My lupus had been in a constant flare since I’d taken a job at the Star four years earlier.
I’d discovered my illness had a rhythm that seemed to coincide with menstruation. From the time I ovulated until when my period began, the pain in my joints, or sometimes tightness around my lung, got progressively worse. Autoimmune diseases disproportionately strike women during their childbearing years. In the case of lupus, 90 per cent of sufferers are female between the ages of 15 and 45. Something about the rise and fall of my hormones sparked disease activity but medical researchers didn’t know what. They still don’t.
I could also see that the unpredictability of general assignment work, marked by night shifts, difficult and erratic assignments, was not good for my health. I’d also come to question the importance and impact of so many of my stories, whether it was shouting questions at Nancy Reagan, wife of U.S. President Ronald Reagan, during the G8 summit, or writing about teen prostitutes and having to pretend I was a teen prostitute for the photo (see above) or following marathon swimmer Vicki Keith across the Great Lakes and riding on her shoulders before crossing Lale Superior. It was all fun, but irrelevant. Stories that really mattered, like the outcome of the elementary school teachers strike were covered by beat reporters. I wanted to be responsible for a topic area and cover it from all directions, so I could break stories and reveal hidden issues.
I’d applied for beat jobs — environment and education, in particular —but had only gotten a courtesy interview. I guess I wasn’t seen as a serious candidate. But after covering the massacre at L’Ecole Polytechnique in Montreal, I finally earned an in-depth assignment that I thought could lead to bigger things.
It wasn’t exactly a ‘beat’ but close to it. I was to spend six months covering the selection of the Ontario delegates who would eventually select the new leader of the Liberal Party of Canada, who one day might become the next Prime Minister.
The Star is a big “L” Liberal paper, which hoped to see the next leader defeat Brian Mulroney’s Progressive Conservatives.
My first assignment was to take all of the Liberal powerbrokers out to lunch. They all had a power play to make, mostly political but sometimes sexual. It was a minefield. They all wanted something from the Star, an endorsement, a favourable story about their candidate or an unfavourable story about their rival. I existed as someone to be charmed, cheated or cajoled into giving them what they wanted. I quickly learned that real scoops were unlikely, but instead my luncheons led to “controlled leaks” from various Liberal backroom boys to the benefit or detriment of someone.

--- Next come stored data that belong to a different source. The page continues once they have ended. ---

use core::fmt;
use std::time::Duration;

use anyhow::Context as _;
use serde::{Deserialize, Serialize};
use tracing::{debug, warn};

pub const MCP_PROTOCOL_VERSION: &str = "2024-11-05";

pub const DEFAULT_REGION: &str = "us-west-2";

/// Placeholder returned when a tools/call response carries no text content.
pub const NO_RESULT_PLACEHOLDER: &str = "No result";

pub const SESSION_ID_HEADER: &str = "Mcp-Session-Id";

const HTTP_DEFAULT_TIMEOUT: Duration = Duration::from_secs(30);

const SECTION_RULE: &str = "==================================================";

#[derive(Serialize)]
pub struct JsonRpcRequest {
    pub jsonrpc: String,
    pub id: i64,
    pub method: String,
    pub params: serde_json::Value,
}

#[derive(Debug, Deserialize)]
pub struct ToolDescriptor {
    pub name: String,
    #[serde(default)]
    pub description: Option<String>,
}

/// Resolves the MCP endpoint for a gateway identifier.
///
/// Accepts either an HTTP(S) URL (a bare origin gets the conventional `/mcp`
/// path appended) or an AgentCore gateway ARN of the form
/// `arn:<partition>:bedrock-agentcore:<region>:<account>:gateway/<id>`.
/// A region embedded in the ARN wins over the `region` argument.
pub fn resolve_endpoint(gateway: &str, region: &str) -> anyhow::Result<String> {
    if gateway.starts_with("http://") || gateway.starts_with("https://") {
        let trimmed = gateway.trim_end_matches('/');
        let after_scheme = trimmed.split_once("://").map(|(_, rest)| rest).unwrap_or(trimmed);

        return if after_scheme.contains('/') {
            Ok(trimmed.to_owned())
        } else {
            Ok(format!("{trimmed}/mcp"))
        };
    }

    let mut parts = gateway.splitn(6, ':');

    let (Some("arn"), Some(_partition), Some(service), Some(arn_region), Some(_account), Some(resource)) = (
        parts.next(),
        parts.next(),
        parts.next(),
        parts.next(),
        parts.next(),
        parts.next(),
    ) else {
        anyhow::bail!("gateway must be an HTTP(S) URL or an AgentCore gateway ARN: {gateway}");
    };

    if service != "bedrock-agentcore" {
        anyhow::bail!("unexpected service in gateway ARN (wanted bedrock-agentcore): {service}");
    }

    let gateway_id = resource
        .strip_prefix("gateway/")
        .with_context(|| format!("gateway ARN resource is not a gateway: {resource}"))?;

    if gateway_id.is_empty() {
        anyhow::bail!("gateway ARN carries an empty gateway id: {gateway}");
    }

    let region = if arn_region.is_empty() { region } else { arn_region };

    Ok(format!(
        "https://{id}.gateway.bedrock-agentcore.{region}.amazonaws.com/mcp",
        id = gateway_id.to_ascii_lowercase(),
    ))
}

pub struct GatewayClient {
    http: reqwest::Client,
    endpoint: String,
    bearer_token: String,
    session_id: Option<String>,
    next_id: i64,
}

impl GatewayClient {
    pub fn new(
        endpoint: impl Into<String>,
        bearer_token: impl Into<String>,
        timeout: Option<Duration>,
    ) -> anyhow::Result<Self> {
        let http = reqwest::Client::builder()
            .timeout(timeout.unwrap_or(HTTP_DEFAULT_TIMEOUT))
            .build()
            .context("failed to create HTTP client")?;

        Ok(GatewayClient {
            http,
            endpoint: endpoint.into(),
            bearer_token: bearer_token.into(),
            session_id: None,
            next_id: 1,
        })
    }

    pub fn session_id(&self) -> Option<&str> {
        self.session_id.as_deref()
    }

    /// Sends `initialize` and captures the session identifier, when the
    /// gateway returns one, for the remainder of the process run.
    pub async fn initialize(&mut self) -> anyhow::Result<Option<String>> {
        let params = serde_json::json!({
            "protocolVersion": MCP_PROTOCOL_VERSION,
            "capabilities": {},
            "clientInfo": {
                "name": env!("CARGO_PKG_NAME"),
                "version": env!("CARGO_PKG_VERSION"),
            },
        });

        let payload = self.send("initialize", params).await.context("initialize request failed")?;

        // send() already captured the Mcp-Session-Id header; some gateways
        // put the identifier in the response envelope instead.
        if self.session_id.is_none() {
            self.session_id = payload
                .get("sessionId")
                .or_else(|| payload.get("result").and_then(|result| result.get("sessionId")))
                .and_then(|value| value.as_str())
                .map(ToOwned::to_owned);
        }

        if self.session_id.is_none() {
            warn!("the gateway did not return a session id; continuing without one");
        }

        Ok(self.session_id.clone())
    }

    pub async fn list_tools(&mut self) -> anyhow::Result<Vec<ToolDescriptor>> {
        let payload = self
            .send("tools/list", serde_json::json!({}))
            .await
            .context("tools/list request failed")?;

        let tools = payload
            .get("result")
            .and_then(|result| result.get("tools"))
            .cloned()
            .unwrap_or_else(|| serde_json::Value::Array(Vec::new()));

        serde_json::from_value(tools).context("unexpected tools/list response shape")
    }

    pub async fn call_tool(&mut self, name: &str, arguments: &serde_json::Value) -> anyhow::Result<String> {
        let params = serde_json::json!({
            "name": name,
            "arguments": arguments,
        });

        let payload = self
            .send("tools/call", params)
            .await
            .with_context(|| format!("tools/call request failed for `{name}`"))?;

        Ok(extract_text_content(&payload))
    }

    async fn send(&mut self, method: &str, params: serde_json::Value) -> anyhow::Result<serde_json::Value> {
        let request = JsonRpcRequest {
            jsonrpc: "2.0".to_owned(),
            id: self.next_id,
            method: method.to_owned(),
            params,
        };
        self.next_id += 1;

        debug!(method = %request.method, id = request.id, "Sending JSON-RPC request");

        let mut builder = self
            .http
            .post(&self.endpoint)
            .json(&request)
            .header("Content-Type", "application/json")
            .header("Accept", "application/json, text/event-stream")
            .bearer_auth(&self.bearer_token);

        if let Some(session_id) = self.session_id.as_deref() {
            builder = builder.header(SESSION_ID_HEADER, session_id);
        }

        let response = builder.send().await.context("failed to send request to the gateway")?;

        let status = response.status();
        let session_from_header = response
            .headers()
            .get(SESSION_ID_HEADER)
            .and_then(|value| value.to_str().ok())
            .map(ToOwned::to_owned);

        let body_text = response.text().await.context("failed to read response body")?;

        if body_text.trim().is_empty() {
            anyhow::bail!("empty response body from the gateway (status: {status})");
        }

        let payload: serde_json::Value = if body_text.starts_with("event:") || body_text.contains("data:") {
            let Some(json_data) = extract_sse_json_line(&body_text) else {
                anyhow::bail!("no data found in SSE response");
            };

            serde_json::from_str(json_data)
                .with_context(|| format!("failed to parse SSE JSON data; status: {status}, data: {json_data}"))?
        } else {
            serde_json::from_str(&body_text)
                .with_context(|| format!("failed to parse JSON response; status: {status}, body: {body_text}"))?
        };

        if !status.is_success() {
            anyhow::bail!("gateway returned {status}: {payload}");
        }

        if let Some(error) = payload.get("error") {
            if !error.is_null() {
                let code = error.get("code").and_then(|value| value.as_i64()).unwrap_or_default();
                let message = error.get("message").and_then(|value| value.as_str()).unwrap_or("unknown error");
                anyhow::bail!("gateway returned JSON-RPC error {code}: {message}");
            }
        }

        if self.session_id.is_none() {
            if let Some(session_id) = session_from_header {
                debug!(%session_id, "Captured session id from response header");
                self.session_id = Some(session_id);
            }
        }

        Ok(payload)
    }
}

/// Extract the first `data: ...` JSON line from an SSE body (if present).
pub fn extract_sse_json_line(body: &str) -> Option<&str> {
    body.lines().find_map(|line| line.strip_prefix("data: ").map(str::trim))
}

/// First `result.content[].text` entry of a tools/call response, or the
/// fixed placeholder when the structure is absent.
pub fn extract_text_content(payload: &serde_json::Value) -> String {
    payload
        .get("result")
        .and_then(|result| result.get("content"))
        .and_then(|content| content.as_array())
        .and_then(|items| items.first())
        .and_then(|item| item.get("text"))
        .and_then(|text| text.as_str())
        .unwrap_or(NO_RESULT_PLACEHOLDER)
        .to_owned()
}

pub struct ToolExample {
    pub label: &'static str,
    pub tool: &'static str,
    pub arguments: serde_json::Value,
}

/// Demonstration payloads driven against the gateway, as a data table so the
/// same driver works for arbitrary tool sets.
pub fn example_invocations() -> Vec<ToolExample> {
    vec![
        ToolExample {
            label: "add_numbers(5, 3)",
            tool: "add_numbers",
            arguments: serde_json::json!({"a": 5, "b": 3}),
        },
        ToolExample {
            label: "multiply_numbers(4, 7)",
            tool: "multiply_numbers",
            arguments: serde_json::json!({"a": 4, "b": 7}),
        },
        ToolExample {
            label: "greet_user(\"Alice\")",
            tool: "greet_user",
            arguments: serde_json::json!({"name": "Alice"}),
        },
    ]
}

#[derive(Debug)]
pub struct ProbeCfg {
    pub endpoint: String,
    pub bearer_token: String,
    pub timeout: Option<Duration>,
    /// Continue with tool listing even when session initialization fails,
    /// for gateways that accept sessionless requests.
    pub keep_going: bool,
}

pub async fn probe(out: &mut dyn fmt::Write, cfg: ProbeCfg) -> anyhow::Result<()> {
    probe_with_examples(out, cfg, &example_invocations()).await
}

pub async fn probe_with_examples(
    out: &mut dyn fmt::Write,
    cfg: ProbeCfg,
    examples: &[ToolExample],
) -> anyhow::Result<()> {
    let mut client = GatewayClient::new(cfg.endpoint.as_str(), cfg.bearer_token.as_str(), cfg.timeout)?;

    writeln!(out, "🔄 Initializing MCP session with the gateway...")?;

    match client.initialize().await {
        Ok(Some(session_id)) => {
            writeln!(out, "✓ MCP session initialized: {session_id}")?;
            writeln!(out)?;
        }
        Ok(None) => {
            writeln!(out, "✓ MCP session initialized (no session id returned)")?;
            writeln!(out)?;
        }
        Err(e) if cfg.keep_going => {
            writeln!(out, "❌ Failed to initialize session: {e:#}")?;
            writeln!(out, "   Continuing anyway (--keep-going)")?;
            writeln!(out)?;
        }
        Err(e) => {
            writeln!(out, "❌ Failed to initialize session")?;
            return Err(e);
        }
    }

    writeln!(out, "🔄 Listing available tools through the gateway...")?;
    writeln!(out)?;

    let tools = client.list_tools().await?;

    writeln!(out, "📋 Available MCP tools (via gateway):")?;
    writeln!(out, "{SECTION_RULE}")?;

    for tool in &tools {
        writeln!(out, "🔧 {}: {}", tool.name, tool.description.as_deref().unwrap_or("No description"))?;
    }

    writeln!(out)?;
    writeln!(out, "🧪 Testing MCP tools through the gateway:")?;
    writeln!(out, "{SECTION_RULE}")?;

    for example in examples {
        writeln!(out)?;
        writeln!(out, "🔄 Testing {} via the gateway...", example.label)?;

        let result = client.call_tool(example.tool, &example.arguments).await?;

        writeln!(out, "   Result: {result}")?;
    }

    writeln!(out)?;
    writeln!(out, "✅ Gateway tool testing completed!")?;

    Ok(())
}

My stories documented every possible dirty trick, sneak attack and prank that would be committed in the process of democracy.
A fake asbestos scare was concocted to keep Paul Martin supporters away from a delegate selection meeting. Locations of meetings were changed at the last minute; or delegates were wrongly told the location had been changed. Saboteurs posed as party officials to intimidate Martin supporters. Fake lists of delegates were distributed to make supporters vote for the wrong people. Prank calls were made to police to stop the bussing of delegates to meetings.

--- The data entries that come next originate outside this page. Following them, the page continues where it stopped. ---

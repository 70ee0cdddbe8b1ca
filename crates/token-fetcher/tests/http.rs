#![allow(unused_crate_dependencies)]
#![allow(clippy::unwrap_used)]

use std::io::{Read, Write};
use std::net::{SocketAddr, TcpListener};
use std::thread;
use std::time::Duration;

use token_fetcher::{DEFAULT_SCOPES, ErrorHint, ExchangeError, RopcRequest, acquire_token, write_failure_report};

fn spawn_http_server(body: String, status_line: &'static str) -> SocketAddr {
    let listener = TcpListener::bind(("127.0.0.1", 0)).expect("bind");
    let addr = listener.local_addr().unwrap();

    thread::spawn(move || {
        if let Ok((mut stream, _)) = listener.accept() {
            // Read and discard request headers (until \r\n\r\n)
            let mut buf = [0u8; 1024];
            let mut req = Vec::new();
            loop {
                match stream.read(&mut buf) {
                    Ok(0) | Err(_) => break,
                    Ok(n) => {
                        req.extend_from_slice(&buf[..n]);
                        if req.windows(4).any(|w| w == b"\r\n\r\n") {
                            break;
                        }
                    }
                }
            }

            let mut response = format!("{status_line}\r\n");
            response.push_str("Content-Type: application/json\r\n");
            response.push_str(&format!("Content-Length: {}\r\n", body.len()));
            response.push_str("Connection: close\r\n");
            response.push_str("\r\n");

            let _ = stream.write_all(response.as_bytes());
            let _ = stream.write_all(body.as_bytes());
            let _ = stream.flush();

            thread::sleep(Duration::from_millis(50));
        }
    });

    addr
}

fn request() -> RopcRequest {
    RopcRequest {
        client_id: "client-123".to_owned(),
        username: "user@example.com".to_owned(),
        password: "hunter2".to_owned(),
        scopes: DEFAULT_SCOPES.iter().map(|scope| (*scope).to_owned()).collect(),
    }
}

#[tokio::test]
async fn grant_returns_token_and_writes_report() {
    let body = r#"{"access_token":"abc.def.ghi","expires_in":3600,"token_type":"Bearer","scope":"openid profile"}"#;
    let addr = spawn_http_server(body.to_owned(), "HTTP/1.1 200 OK");

    let client = reqwest::Client::new();
    let mut report = String::new();

    let token = acquire_token(&mut report, &client, &format!("http://{addr}/tenant-123"), &request())
        .await
        .unwrap();

    assert_eq!(token, "abc.def.ghi");

    // The token is printed verbatim between two rule lines.
    let rule = "=".repeat(80);
    assert!(report.contains(&format!("{rule}\nabc.def.ghi\n{rule}")));
    assert!(report.contains("Expires in: 3600 seconds"));
    assert!(report.contains("Token type: Bearer"));
    assert!(report.contains("Scope: openid profile"));
}

#[tokio::test]
async fn grant_with_sparse_metadata_reports_placeholders() {
    let body = r#"{"access_token":"tok"}"#;
    let addr = spawn_http_server(body.to_owned(), "HTTP/1.1 200 OK");

    let client = reqwest::Client::new();
    let mut report = String::new();

    let token = acquire_token(&mut report, &client, &format!("http://{addr}/t"), &request())
        .await
        .unwrap();

    assert_eq!(token, "tok");
    assert!(report.contains("Expires in: N/A seconds"));
    assert!(report.contains("Token type: N/A"));
    assert!(report.contains("Scope: N/A"));
}

#[tokio::test]
async fn rejection_is_classified_and_reported() {
    let body = r#"{"error":"invalid_grant","error_description":"AADSTS50126: invalid username or password"}"#;
    let addr = spawn_http_server(body.to_owned(), "HTTP/1.1 400 Bad Request");

    let client = reqwest::Client::new();
    let mut report = String::new();

    let err = acquire_token(&mut report, &client, &format!("http://{addr}/t"), &request())
        .await
        .unwrap_err();

    // Nothing was written on the failure path; the caller renders the report.
    assert!(report.is_empty());

    let ExchangeError::Rejected(rejection) = err else {
        panic!("expected a rejection, got: {err}");
    };

    assert_eq!(rejection.error, "invalid_grant");
    assert_eq!(rejection.hint(), Some(ErrorHint::InvalidCredentials));

    let mut failure = String::new();
    write_failure_report(&mut failure, &rejection).unwrap();

    assert!(failure.contains("Invalid username or password"));
    // The raw payload is shown as formatted JSON.
    assert!(failure.contains("\"error\": \"invalid_grant\""));
}

#[tokio::test]
async fn non_json_body_is_malformed() {
    let addr = spawn_http_server("<html>gateway timeout</html>".to_owned(), "HTTP/1.1 504 Gateway Timeout");

    let client = reqwest::Client::new();
    let mut report = String::new();

    let err = acquire_token(&mut report, &client, &format!("http://{addr}/t"), &request())
        .await
        .unwrap_err();

    assert!(matches!(err, ExchangeError::Malformed(_)));
    assert!(err.to_string().contains("504"));
}

#[tokio::test]
async fn unreachable_endpoint_is_a_transport_error() {
    // Bind then drop, so the port is very likely closed.
    let addr = {
        let listener = TcpListener::bind(("127.0.0.1", 0)).expect("bind");
        listener.local_addr().unwrap()
    };

    let client = reqwest::Client::builder()
        .timeout(Duration::from_secs(2))
        .build()
        .unwrap();
    let mut report = String::new();

    let err = acquire_token(&mut report, &client, &format!("http://{addr}/t"), &request())
        .await
        .unwrap_err();

    assert!(matches!(err, ExchangeError::Transport(_)));
}
mod kv;
pub mod logging;
mod models;
mod service;
mod storage;
mod store;

pub use kv::{FileStore, KeyValueStore, MemoryStore};
pub use models::{Filter, Task, TaskId};
pub use service::TodoApp;
pub use storage::Storage;
pub use store::{TaskError, TaskStore};
use chrono::Utc;

use crate::models::{Filter, Task, TaskId};

#[derive(Debug, PartialEq, Eq)]
pub enum TaskError {
    /// `add` and `edit` reject text that trims to nothing.
    EmptyText,
}

impl std::fmt::Display for TaskError {
    fn fmt(&self, f: &mut std::fmt::Formatter<'_>) -> std::fmt::Result {
        match self {
            TaskError::EmptyText => write!(f, "task text cannot be empty"),
        }
    }
}

impl std::error::Error for TaskError {}

/// Owns the ordered task list and the id counter.
///
/// Mutations take `&mut self` and run to completion; there is no interior
/// locking. Getters hand out cloned snapshots, so a caller can never mutate
/// the list behind the store's back.
#[derive(Debug, Clone)]
pub struct TaskStore {
    tasks: Vec<Task>,
    next_id: TaskId,
}

impl Default for TaskStore {
    fn default() -> Self {
        Self::new()
    }
}

impl TaskStore {
    pub fn new() -> Self {
        Self {
            tasks: Vec::new(),
            next_id: 1,
        }
    }

    /// Appends a new task and returns it with its assigned id. The text is
    /// trimmed; an empty due date counts as no due date.
    pub fn add(&mut self, text: &str, due_date: Option<String>) -> Result<Task, TaskError> {
        let text = text.trim();
        if text.is_empty() {
            return Err(TaskError::EmptyText);
        }

        let task = Task {
            id: self.next_id,
            text: text.to_string(),
            completed: false,
            due_date: due_date.filter(|date| !date.is_empty()),
            created_at: Utc::now(),
        };
        self.next_id = self.next_id.saturating_add(1);
        self.tasks.push(task.clone());
        Ok(task)
    }

    /// Removes the task with the given id, keeping the relative order of the
    /// rest. Returns whether anything was removed.
    pub fn remove(&mut self, id: TaskId) -> bool {
        let before = self.tasks.len();
        self.tasks.retain(|task| task.id != id);
        self.tasks.len() < before
    }

    /// Flips the completion flag and returns the updated task, or `None` if
    /// no task has that id.
    pub fn toggle_complete(&mut self, id: TaskId) -> Option<Task> {
        if let Some(task) = self.tasks.iter_mut().find(|task| task.id == id) {
            task.completed = !task.completed;
            return Some(task.clone());
        }
        None
    }

    /// Replaces the text of an existing task with the trimmed value; every
    /// other field is untouched. `Ok(None)` when the id is unknown, and the
    /// stored text is only modified on success.
    pub fn edit(&mut self, id: TaskId, new_text: &str) -> Result<Option<Task>, TaskError> {
        let new_text = new_text.trim();
        if new_text.is_empty() {
            return Err(TaskError::EmptyText);
        }

        match self.tasks.iter_mut().find(|task| task.id == id) {
            Some(task) => {
                task.text = new_text.to_string();
                Ok(Some(task.clone()))
            }
            None => Ok(None),
        }
    }

    /// Snapshot of the tasks matching `filter`, in insertion order.
    pub fn filtered(&self, filter: Filter) -> Vec<Task> {
        self.tasks
            .iter()
            .filter(|task| filter.matches(task))
            .cloned()
            .collect()
    }

    /// Snapshot of all tasks in insertion order.
    pub fn tasks(&self) -> Vec<Task> {
        self.tasks.clone()
    }

    pub fn len(&self) -> usize {
        self.tasks.len()
    }

    pub fn is_empty(&self) -> bool {
        self.tasks.is_empty()
    }

    /// The id the next `add` will assign.
    pub fn next_id(&self) -> TaskId {
        self.next_id
    }

    /// Replaces the whole collection (a load path, not a user action) and
    /// recomputes the id counter from the incoming ids. Incoming tasks are
    /// trusted to have been validated when they were first created; an id at
    /// the integer ceiling pins the counter there instead of overflowing it.
    pub fn replace_all(&mut self, tasks: Vec<Task>) {
        self.tasks = tasks;
        let max_id = self.tasks.iter().map(|task| task.id).max().unwrap_or(0);
        self.next_id = max_id.saturating_add(1);
    }

    /// Raises the id counter to `floor` if it is currently lower. Loaders use
    /// this to apply a persisted counter without ever moving ids backwards.
    pub fn restore_next_id(&mut self, floor: TaskId) {
        if floor > self.next_id {
            self.next_id = floor;
        }
    }
}
use chrono::{DateTime, Utc};
use serde::{Deserialize, Serialize};

pub type TaskId = u64;

/// One to-do record. Ids are assigned by the store and never reused within a
/// session; `text` is always non-empty after trimming.
#[derive(Debug, Clone, PartialEq, Serialize, Deserialize)]
#[serde(rename_all = "camelCase")]
pub struct Task {
    pub id: TaskId,
    pub text: String,
    pub completed: bool,
    // The due date is an opaque string: validating it is the host's job, and
    // older saves may not carry the field at all.
    #[serde(default)]
    pub due_date: Option<String>,
    pub created_at: DateTime<Utc>,
}

#[derive(Debug, Clone, Copy, PartialEq, Eq, Default)]
pub enum Filter {
    #[default]
    All,
    Active,
    Completed,
}

impl Filter {
    /// Looks up a filter by its UI name. Unrecognized names select
    /// [`Filter::All`] rather than failing.
    pub fn from_name(name: &str) -> Self {
        match name {
            "active" => Filter::Active,
            "completed" => Filter::Completed,
            _ => Filter::All,
        }
    }

    pub fn matches(self, task: &Task) -> bool {
        match self {
            Filter::All => true,
            Filter::Active => !task.completed,
            Filter::Completed => task.completed,
        }
    }
}
use axum::response::{IntoResponse, Response};
use http::StatusCode;
use thiserror::Error;
use voicevault_core::HttpError;

pub type Result<T> = std::result::Result<T, StorageError>;

/// Storage service errors with appropriate HTTP status codes
///
/// Client messages stay generic; the underlying cause is logged at the
/// call site, never returned to API consumers
#[derive(Debug, Error)]
pub enum StorageError {
    /// Failure listing or creating a group
    #[error("Group management failed during {operation}: {message}")]
    GroupManagement { operation: &'static str, message: String },

    /// Failure uploading a file
    #[error("Upload failed: {0}")]
    Upload(String),

    /// Backend rejected a file listing request
    #[error("File listing failed ({status}): {message}")]
    Listing { status: u16, message: String },

    /// Authentication failed (missing or invalid credential)
    #[error("Authentication failed: {0}")]
    AuthenticationFailed(String),

    /// Network or connection error
    #[error("Connection error: {0}")]
    ConnectionError(String),

    /// Configuration error
    #[error("Configuration error: {0}")]
    ConfigError(String),

    /// Internal server error
    #[error("Internal server error")]
    InternalError(Option<String>),
}

impl HttpError for StorageError {
    fn status_code(&self) -> StatusCode {
        match self {
            Self::GroupManagement { .. } | Self::Upload(_) | Self::ConfigError(_) | Self::InternalError(_) => {
                StatusCode::INTERNAL_SERVER_ERROR
            }
            Self::AuthenticationFailed(_) => StatusCode::UNAUTHORIZED,
            Self::ConnectionError(_) => StatusCode::BAD_GATEWAY,
            Self::Listing { status, .. } => match *status {
                400 => StatusCode::BAD_REQUEST,
                401 => StatusCode::UNAUTHORIZED,
                403 => StatusCode::FORBIDDEN,
                429 => StatusCode::TOO_MANY_REQUESTS,
                _ => StatusCode::BAD_GATEWAY,
            },
        }
    }

    fn error_type(&self) -> &str {
        match self {
            Self::GroupManagement { .. } => "group_management_error",
            Self::Upload(_) => "upload_error",
            Self::Listing { .. } | Self::ConnectionError(_) => "api_error",
            Self::AuthenticationFailed(_) => "authentication_error",
            Self::ConfigError(_) | Self::InternalError(_) => "internal_error",
        }
    }

    fn client_message(&self) -> String {
        match self {
            Self::GroupManagement { .. } => "Failed to manage public group".to_string(),
            Self::Upload(_) => "Failed to store file".to_string(),
            Self::Listing { message, .. } => message.clone(),
            Self::AuthenticationFailed(_) => "Authentication with the storage backend failed".to_string(),
            Self::ConnectionError(_) => "Storage backend is unreachable".to_string(),
            Self::ConfigError(message) => format!("Configuration error: {message}"),
            Self::InternalError(Some(message)) => message.clone(),
            Self::InternalError(None) => "Internal server error".to_string(),
        }
    }
}

impl IntoResponse for StorageError {
    fn into_response(self) -> Response {
        voicevault_core::error_response(&self)
    }
}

My stories exposing Liberals as cheats didn’t make my career. Not by a long shot. It made the Liberal paper I worked for uncomfortable.

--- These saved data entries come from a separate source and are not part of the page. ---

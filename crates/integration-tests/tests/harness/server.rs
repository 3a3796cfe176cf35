//! Test server wrapper that starts VoiceVault on a random port

use std::net::SocketAddr;

use tokio_util::sync::CancellationToken;
use voicevault_config::Config;
use voicevault_server::Server;

/// A running test server instance
pub struct TestServer {
    addr: SocketAddr,
    shutdown: CancellationToken,
    client: reqwest::Client,
}

impl TestServer {
    /// Start a test server with the given configuration
    ///
    /// Binds to port 0 for automatic port assignment
    pub async fn start(config: Config) -> anyhow::Result<Self> {
        let server = Server::new(config)?;
        let shutdown = CancellationToken::new();
        let shutdown_clone = shutdown.clone();

        // Bind the listener here so we know the actual port
        let listener = tokio::net::TcpListener::bind("127.0.0.1:0").await?;
        let addr = listener.local_addr()?;

        tokio::spawn(async move {
            axum::serve(listener, server.into_router())
                .with_graceful_shutdown(async move {
                    shutdown_clone.cancelled().await;
                })
                .await
                .ok();
        });

        let client = reqwest::Client::new();

        Ok(Self { addr, shutdown, client })
    }

    /// Base URL of the running test server
    pub fn url(&self, path: &str) -> String {
        format!("http://{}{path}", self.addr)
    }

    /// Get a reference to the HTTP client
    pub fn client(&self) -> &reqwest::Client {
        &self.client
    }

    /// Server address
    pub fn addr(&self) -> SocketAddr {
        self.addr
    }
}

impl Drop for TestServer {
    fn drop(&mut self) {
        self.shutdown.cancel();
    }
}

Meanwhile, the hunt for these stories was exhausting. The delegate selection meetings were on weekends and dragged on into the wee hours of weekday work nights. I’d hobble around, on swollen knees and ankles. I wondered what I was doing to my health and if it would ever end.
In the midst of all this, my Ottawa-based boyfriend learned he’d been posted permanently to the capital. It seemed like an escape route had suddenly been provided.
After four years as a general assignment reporter at Canada’s largest circulation daily newspaper, I wondered if I had the courage to leave my “dream job,” or at the very least, reconsider whether this line of work was detrimental to my health.